4. Um grupo de humor não tem, em si mesmo, compromisso com o Jesus dos Evangelhos. As igrejas cristãs, essas sim, deveriam sempre ter. Num momento em que uma figura de Jesus domina a cena pública, com implicações políticas para toda a população, essa “figura” (que, como qualquer interpretação, nunca será idêntica a Jesus) pode se tornar alvo de todos os sujeitos de uma sociedade.

5. Ninguém precisa gostar de um grupo de humor (este, pessoalmente falando, não é o estilo que aprecio). Mas este desconforto e revolta que vários cristãos estão sentindo podem ser um alerta: a sátira, talvez, nos coloque diante do verdadeiro risco de blasfêmia que estamos correndo (nós, que cremos). Não esqueçamos: nas Escrituras, Deus transmitiu sua mensagem até mesmo pela boca de uma mula!

6. Ocasião, então, para um exame de consciência: a imagem de Jesus que temos projetado publicamente (em palavras e em gestos) é, realmente, aquela que nos transmitem os Evangelhos? Trata-se d'Aquele que, encarnando-se na periferia da periferia daquele tempo, veio trazer Vida em abundância para todos? Somos reflexo do Jesus que – para anunciar a vitória da graça sobre as infidelidades de todos nós – preferiu caminhar e conversar com pecadores, prostitutas, pobres e doentes, ao invés de convencer sacerdotes do Templo, mestres da Lei e fariseus?

7. Será que a caricatura satírica, para muitos desagradável, deste controverso “Especial de Natal” não seria uma ocasião favorável para examinarmos a possível caricatura blasfemadora que muitos de nós, crentes, estamos projetando no espaço público de nosso país? Declaramos guerra a um “mundo perdido”, sem considerarmos nossa sempre necessária e contínua conversão à Santidade de Deus, que deseja que nenhum de Seus filhos se perca?

8. Neste tempo de Advento, façamos nosso próprio “Especial de Natal”, agradável a Deus, Pai de Nosso Senhor Jesus Cristo: cancelemos todas as falsas imagens de Jesus que estamos consumindo e divulgando. Abracemos, de modo definitivo, o Jesus dos Evangelhos, o Cordeiro manso e humilde de Deus, o Anunciador incansável da Misericórdia do Pai, o Único que é uma Boa Notícia para nós e para todos.

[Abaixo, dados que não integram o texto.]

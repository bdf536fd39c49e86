use std::marker::PhantomData;

use crate::{
    CheckpointError, Effect, Snapshot,
    io::{IoTask, RecoveryResult, RecoveryTask},
};

use super::{
    driver::{Process, ProcessContext, ProcessIo},
    state::State,
};

pub(crate) struct Loading(PhantomData<()>);

impl Process for Loading {
    type Task = RecoveryTask;
    type TaskResult = RecoveryResult;
    type Emitted = ();
    type Input = ();
    type Finished = Result<State, CheckpointError>;
    type Results = Vec<IoTask<RecoveryTask>>;

    fn collect(_emitted: Vec<()>, tasks: Vec<IoTask<RecoveryTask>>) -> Self::Results {
        tasks
    }
}

/// Read the snapshot and log tail, restore the one and replay the other.
pub(crate) async fn load(
    mut state: State,
    cx: ProcessContext<Loading>,
) -> Result<State, CheckpointError> {
    let io = IoAccess(cx.io);

    let snapshot = io.load_snapshot().await?;
    let log = io.load_log().await?;
    state.set_now(cx.clock.now());

    if let Some(snapshot) = &snapshot {
        state.restore(snapshot)?;
    }
    for (index, effect) in log.iter().enumerate() {
        if let Err(e) = state.replay(effect) {
            tracing::error!(index, err=%e, "log does not follow from snapshot");
            return Err(e);
        }
    }
    tracing::info!(
        snapshot = snapshot.is_some(),
        replayed = log.len(),
        actors = state.space.len(),
        pending = state.queue.len(),
        "runtime recovered"
    );
    Ok(state)
}

struct IoAccess(ProcessIo<Loading>);

impl IoAccess {
    async fn load_snapshot(&self) -> Result<Option<Snapshot>, CheckpointError> {
        match self.0.request(RecoveryTask::LoadSnapshot).await {
            RecoveryResult::Snapshot(result) => result.map_err(CheckpointError::DurabilityRead),
            _ => panic!("unexpected recovery result for snapshot request"),
        }
    }

    async fn load_log(&self) -> Result<Vec<Effect>, CheckpointError> {
        match self.0.request(RecoveryTask::LoadLog).await {
            RecoveryResult::Log(result) => result.map_err(CheckpointError::DurabilityRead),
            _ => panic!("unexpected recovery result for log request"),
        }
    }
}
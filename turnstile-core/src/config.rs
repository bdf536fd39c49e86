use std::num::NonZeroU64;

/// What the runtime does when the log refuses an effect.
#[derive(Debug, Clone, Copy, Default, PartialEq, Eq, serde::Deserialize, serde::Serialize)]
#[serde(rename_all = "snake_case")]
pub enum DurabilityPolicy {
    /// Report the failure and dispatch nothing further until the host calls
    /// `resume`, which retries the write that failed.
    #[default]
    Halt,
    /// Report the failure and stop the runtime.
    Abort,
}

/// Configuration for a [`Runtime`](crate::runtime::Runtime).
#[derive(Debug, Clone, PartialEq, Eq, serde::Deserialize, serde::Serialize)]
#[serde(default)]
pub struct RuntimeConfig {
    /// The name of the local address space.
    pub domain: String,
    pub durability_policy: DurabilityPolicy,
    /// Take a snapshot after this many effects have been committed.
    pub snapshot_every: Option<NonZeroU64>,
}

pub const DEFAULT_DOMAIN: &str = "checkpoint";

impl Default for RuntimeConfig {
    fn default() -> Self {
        Self {
            domain: DEFAULT_DOMAIN.to_string(),
            durability_policy: DurabilityPolicy::default(),
            snapshot_every: None,
        }
    }
}

impl RuntimeConfig {
    pub fn with_domain<S: Into<String>>(mut self, domain: S) -> Self {
        self.domain = domain.into();
        self
    }

    pub fn with_durability_policy(mut self, policy: DurabilityPolicy) -> Self {
        self.durability_policy = policy;
        self
    }

    pub fn with_snapshot_every(mut self, commits: u64) -> Self {
        self.snapshot_every = NonZeroU64::new(commits);
        self
    }

    /// # Panics
    ///
    /// If the domain is not a valid token domain.
    pub(crate) fn validate(&self) {
        assert!(
            crate::token::is_valid_domain(&self.domain),
            "invalid domain name {:?}",
            self.domain
        );
    }
}
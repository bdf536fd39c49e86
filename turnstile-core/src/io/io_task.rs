use super::IoTaskId;

/// Storage work the host must perform on the runtime's behalf. The result is
/// handed back as an [`IoResult`](super::IoResult) carrying the same id.
#[derive(Debug, Clone, PartialEq)]
pub struct IoTask<Action> {
    pub task_id: IoTaskId,
    pub action: Action,
}
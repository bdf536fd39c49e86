use std::collections::VecDeque;

use crate::Event;

/// Events waiting to be dispatched, in commit order.
///
/// The event being processed stays at the head of the queue until its
/// effect is committed, so the queue always describes exactly the work that
/// a restart would have to redo.
#[derive(Debug, Clone, Default)]
pub struct EventQueue {
    events: VecDeque<Event>,
}

impl EventQueue {
    pub fn new() -> Self {
        Self::default()
    }

    pub fn peek(&self) -> Option<&Event> {
        self.events.front()
    }

    pub fn pop(&mut self) -> Option<Event> {
        self.events.pop_front()
    }

    pub fn push(&mut self, event: Event) {
        self.events.push_back(event);
    }

    pub fn extend<I: IntoIterator<Item = Event>>(&mut self, events: I) {
        self.events.extend(events);
    }

    pub fn clear(&mut self) {
        self.events.clear();
    }

    pub fn len(&self) -> usize {
        self.events.len()
    }

    pub fn is_empty(&self) -> bool {
        self.events.is_empty()
    }

    pub fn iter(&self) -> impl Iterator<Item = &Event> {
        self.events.iter()
    }

    pub fn to_vec(&self) -> Vec<Event> {
        self.events.iter().cloned().collect()
    }
}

PS.: Não estou jogando com teorias... Se não ficou claro, que fique agora: há, no mínimo, silêncio nosso diante dos feminicídios, invasões e assassinatos em terras indígenas e quilombolas, precarização do direito dos idosos, truculência com pessoas pobres que não cometeram crime (inclusive crianças!)... Segundo a mais sólida doutrina cristã, essas pessoas são "imagem de Deus". O risco de blasfêmia ao qual faço alusão é absolutizar símbolos (ainda que importantes) e relativizar vidas (sempre insubstituíveis). Seria o contrário do que fez Nosso Senhor Jesus Cristo.